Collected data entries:
• • • •

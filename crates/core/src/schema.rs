//! Ordered column name to type mapping.

use crate::error::{Error, Result};
use crate::types::DataType;
use alloc::format;
use alloc::string::String;
use alloc::vec::Vec;

/// An immutable, ordered list of `(column name, data type)` pairs.
#[derive(Clone, Debug, Default, PartialEq, Eq)]
pub struct Schema {
    columns: Vec<String>,
    types: Vec<DataType>,
}

impl Schema {
    /// Creates a schema from `(name, type)` pairs.
    ///
    /// Fails if a name is empty or repeated.
    pub fn new<I, S>(columns: I) -> Result<Self>
    where
        I: IntoIterator<Item = (S, DataType)>,
        S: Into<String>,
    {
        let mut builder = Self::builder();
        for (name, dt) in columns {
            builder = builder.column(name, dt)?;
        }
        Ok(builder.build())
    }

    /// Returns a builder for a new schema.
    pub fn builder() -> SchemaBuilder {
        SchemaBuilder::default()
    }

    /// Returns the column names in order.
    #[inline]
    pub fn columns(&self) -> &[String] {
        &self.columns
    }

    /// Returns the column types in order.
    #[inline]
    pub fn types(&self) -> &[DataType] {
        &self.types
    }

    /// Returns the number of columns.
    #[inline]
    pub fn len(&self) -> usize {
        self.columns.len()
    }

    #[inline]
    pub fn is_empty(&self) -> bool {
        self.columns.is_empty()
    }

    pub fn has_column(&self, name: &str) -> bool {
        self.columns.iter().any(|c| c == name)
    }

    /// Returns the position of a column.
    pub fn get_column_index(&self, name: &str) -> Option<usize> {
        self.columns.iter().position(|c| c == name)
    }

    /// Returns the type of a column, or `DataType::None` if it is unknown.
    pub fn get_dtype(&self, name: &str) -> DataType {
        self.get_column_index(name)
            .map(|idx| self.types[idx])
            .unwrap_or(DataType::None)
    }
}

/// Builder for [`Schema`].
#[derive(Default)]
pub struct SchemaBuilder {
    columns: Vec<String>,
    types: Vec<DataType>,
}

impl SchemaBuilder {
    /// Appends a column.
    pub fn column(mut self, name: impl Into<String>, data_type: DataType) -> Result<Self> {
        let name = name.into();
        if name.is_empty() {
            return Err(Error::invalid_schema("Column name cannot be empty"));
        }
        if self.columns.contains(&name) {
            return Err(Error::invalid_schema(format!("Duplicate column: {}", name)));
        }
        self.columns.push(name);
        self.types.push(data_type);
        Ok(self)
    }

    pub fn build(self) -> Schema {
        Schema {
            columns: self.columns,
            types: self.types,
        }
    }
}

• • • •

* **Exercise description**: Filter the records above and copy every line that contains the word "DataType".

* **Response to this task**:
use crate::types::DataType;
    types: Vec<DataType>,
        I: IntoIterator<Item = (S, DataType)>,
    pub fn types(&self) -> &[DataType] {
    /// Returns the type of a column, or `DataType::None` if it is unknown.
    pub fn get_dtype(&self, name: &str) -> DataType {
            .unwrap_or(DataType::None)
    types: Vec<DataType>,
    pub fn column(mut self, name: impl Into<String>, data_type: DataType) -> Result<Self> {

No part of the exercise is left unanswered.